I was talking to a friend today about names. For the most part, we agree on the worst Spanish ones: Juan, Javier and Osvaldo made the cut. Agustin, Nico and Rodrigo (a few of our current favorites) did not. I like Ezequiel -- What can I say? It's grown on me -- and he does not.

But what about those scary English monikers? Because there are only about 20 names being shared by 95 per cent of the population in Argentina, there are far more cringe-worthy ones running loose in the US. I mean, what proud new parents of sound mind would settle on Edgar, or Edith, or Madge, or Bernie, or Edna for their newborn tyke? Poor taste or intolerable cruelty? Thankfully, those names, inexplicably popular at one point during the last century, went out of style and were eventually replaced by the blander but far less offensive likes of Megan, Brittany, Jason and Scott. Yawn.

And since we're on the subject of bad names, why is it that so many US Presidents -- particularly those who served in the late 1800s and early 1900s -- were saddled with some of the worst names ever in circulation? But perhaps being horribly named isn't such a bad thing -- it seems to increase your chances of being one day elected President of the United States. Somewhere (presumably in the White House), Barack Obama is smiling.

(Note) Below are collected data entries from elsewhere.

//! Session snapshot DTOs and migrations.
//!
//! The snapshot is the JSON image of the whole session: camelCase keys, the
//! tick instant as epoch milliseconds, and a flat `version` key stamped by the
//! migrator.

use chrono::{DateTime, Utc};
use serde::{Deserialize, Serialize};
use serde_json::Value;
use version_migrate::{FromDomain, IntoDomain, MigrationError, Migrator, Versioned};

use meetcost_core::cost;
use meetcost_core::error::{MeetcostError, Result};
use meetcost_core::participant::Participant;
use meetcost_core::session::Session;
use meetcost_core::topic::{Topic, TopicStatus};

/// Entity name the snapshot path is registered under.
pub const SNAPSHOT_ENTITY: &str = "session_snapshot";

/// Version assumed for snapshots written before versioning.
const LEGACY_VERSION: &str = "1.0.0";

/// Key used by the first release for the version stamp.
const LEGACY_VERSION_KEY: &str = "schemaVersion";

#[derive(Debug, Clone, PartialEq, Serialize, Deserialize)]
#[serde(rename_all = "camelCase")]
pub struct ParticipantDto {
    pub id: String,
    pub name: String,
    #[serde(default)]
    pub title: String,
    pub annual_salary: f64,
    #[serde(default)]
    pub rate_per_second: f64,
}

#[derive(Debug, Clone, Copy, PartialEq, Eq, Serialize, Deserialize)]
#[serde(rename_all = "lowercase")]
pub enum TopicStatusDto {
    Pending,
    Active,
    Paused,
    Completed,
}

#[derive(Debug, Clone, PartialEq, Serialize, Deserialize)]
#[serde(rename_all = "camelCase")]
pub struct TopicDto {
    pub id: String,
    pub title: String,
    pub status: TopicStatusDto,
    #[serde(default)]
    pub accumulated_cost: f64,
    #[serde(default)]
    pub duration_seconds: f64,
}

/// Session snapshot V1.0.0.
#[derive(Debug, Clone, PartialEq, Serialize, Deserialize, Versioned)]
#[versioned(version = "1.0.0")]
#[serde(rename_all = "camelCase")]
pub struct SessionSnapshotV1_0_0 {
    #[serde(default)]
    pub participants: Vec<ParticipantDto>,
    #[serde(default)]
    pub topics: Vec<TopicDto>,
    #[serde(default)]
    pub active_topic_id: Option<String>,
    #[serde(default)]
    pub total_meeting_cost: f64,
    #[serde(default)]
    pub is_meeting_ended: bool,
    /// Epoch milliseconds
    #[serde(default)]
    pub last_tick: Option<i64>,
}

/// Type alias for the latest snapshot version.
pub type SessionSnapshot = SessionSnapshotV1_0_0;

// ============================================================================
// Domain conversions
// ============================================================================

impl From<&Participant> for ParticipantDto {
    fn from(p: &Participant) -> Self {
        Self {
            id: p.id.clone(),
            name: p.name.clone(),
            title: p.title.clone(),
            annual_salary: p.annual_salary,
            rate_per_second: p.rate_per_second,
        }
    }
}

impl From<ParticipantDto> for Participant {
    fn from(dto: ParticipantDto) -> Self {
        // The stored rate is informational; it is always rederived.
        Participant {
            rate_per_second: cost::rate_per_second(dto.annual_salary),
            id: dto.id,
            name: dto.name,
            title: dto.title,
            annual_salary: dto.annual_salary,
        }
    }
}

impl From<TopicStatus> for TopicStatusDto {
    fn from(status: TopicStatus) -> Self {
        match status {
            TopicStatus::Pending => Self::Pending,
            TopicStatus::Active => Self::Active,
            TopicStatus::Paused => Self::Paused,
            TopicStatus::Completed => Self::Completed,
        }
    }
}

impl From<TopicStatusDto> for TopicStatus {
    fn from(status: TopicStatusDto) -> Self {
        match status {
            TopicStatusDto::Pending => Self::Pending,
            TopicStatusDto::Active => Self::Active,
            TopicStatusDto::Paused => Self::Paused,
            TopicStatusDto::Completed => Self::Completed,
        }
    }
}

impl From<&Topic> for TopicDto {
    fn from(t: &Topic) -> Self {
        Self {
            id: t.id.clone(),
            title: t.title.clone(),
            status: t.status.into(),
            accumulated_cost: t.accumulated_cost,
            duration_seconds: t.duration_seconds,
        }
    }
}

impl From<TopicDto> for Topic {
    fn from(dto: TopicDto) -> Self {
        Topic {
            id: dto.id,
            title: dto.title,
            status: dto.status.into(),
            accumulated_cost: dto.accumulated_cost,
            duration_seconds: dto.duration_seconds,
        }
    }
}

/// Converts the V1.0.0 snapshot into the domain session.
impl IntoDomain<Session> for SessionSnapshotV1_0_0 {
    fn into_domain(self) -> Session {
        Session {
            participants: self.participants.into_iter().map(Participant::from).collect(),
            topics: self.topics.into_iter().map(Topic::from).collect(),
            active_topic_id: self.active_topic_id,
            total_meeting_cost: self.total_meeting_cost,
            is_meeting_ended: self.is_meeting_ended,
            last_tick: self.last_tick.and_then(DateTime::<Utc>::from_timestamp_millis),
        }
    }
}

/// Converts the domain session into the latest snapshot for persistence.
impl FromDomain<Session> for SessionSnapshotV1_0_0 {
    fn from_domain(session: Session) -> Self {
        Self {
            participants: session.participants.iter().map(ParticipantDto::from).collect(),
            topics: session.topics.iter().map(TopicDto::from).collect(),
            active_topic_id: session.active_topic_id,
            total_meeting_cost: session.total_meeting_cost,
            is_meeting_ended: session.is_meeting_ended,
            last_tick: session.last_tick.map(|t| t.timestamp_millis()),
        }
    }
}

// ============================================================================
// Migrator factory
// ============================================================================

/// Creates the migrator for session snapshots.
///
/// # Migration Path
///
/// - unversioned → V1.0.0: stamped on load, the layout is unchanged
/// - V1.0.0 → Session: converts DTO to domain model
pub fn create_session_snapshot_migrator() -> Result<Migrator> {
    let mut migrator = Migrator::builder().build();

    let snapshot_path = Migrator::define(SNAPSHOT_ENTITY)
        .from::<SessionSnapshotV1_0_0>()
        .into_with_save::<Session>();

    migrator.register(snapshot_path).map_err(|e| {
        MeetcostError::internal(format!("Failed to register snapshot migration path: {}", e))
    })?;

    Ok(migrator)
}

fn migration_error(err: MigrationError) -> MeetcostError {
    MeetcostError::Serialization {
        format: "migration".to_string(),
        message: err.to_string(),
    }
}

/// Gives an unversioned snapshot the version its layout corresponds to.
///
/// Snapshots from before the migrator carry either no version at all or the
/// old `schemaVersion` key; both are moved onto the flat `version` key.
fn stamp_legacy_version(value: &mut Value) {
    let Some(object) = value.as_object_mut() else {
        return;
    };
    if object.contains_key("version") {
        return;
    }
    let version = match object.remove(LEGACY_VERSION_KEY) {
        Some(Value::String(version)) => version,
        _ => LEGACY_VERSION.to_string(),
    };
    tracing::debug!(%version, "stamping unversioned snapshot");
    object.insert("version".to_string(), Value::String(version));
}

/// Migrates a parsed snapshot document into a session.
///
/// Unknown versions and malformed bodies are both reported as serialization
/// errors; callers decide whether to fall back.
pub fn decode_snapshot_value(mut value: Value) -> Result<Session> {
    stamp_legacy_version(&mut value);
    create_session_snapshot_migrator()?
        .load_flat_from(SNAPSHOT_ENTITY, value)
        .map_err(migration_error)
}

/// Parses snapshot text into a session.
pub fn decode_snapshot(json: &str) -> Result<Session> {
    let value: Value = serde_json::from_str(json)?;
    decode_snapshot_value(value)
}

/// Serializes a session as the latest snapshot version.
pub fn encode_snapshot(session: &Session) -> Result<String> {
    create_session_snapshot_migrator()?
        .save_domain_flat(SNAPSHOT_ENTITY, session)
        .map_err(migration_error)
}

The 10 worst Presidential names
  • Millard Fillmore (above, 13th President, 1850-53)
  • Ulysses S. Grant (18th President, 1869-77)
  • Rutherford B. Hayes (19th President, 1877-81)
  • Chester Alan Arthur (21st President, 1881-85)
  • Grover Cleveland (22nd and 24th President, 1885-89, 1993-97)
  • Woodrow Wilson (28th President, 1913-21)
  • Warren G. Harding (29th President, 1921-23)
  • Calvin Coolidge (30th President, 1923-29)
  • Herbert Hoover (31st President, 1929-33)
  • Dwight Eisenhower (34th President, 1953-61)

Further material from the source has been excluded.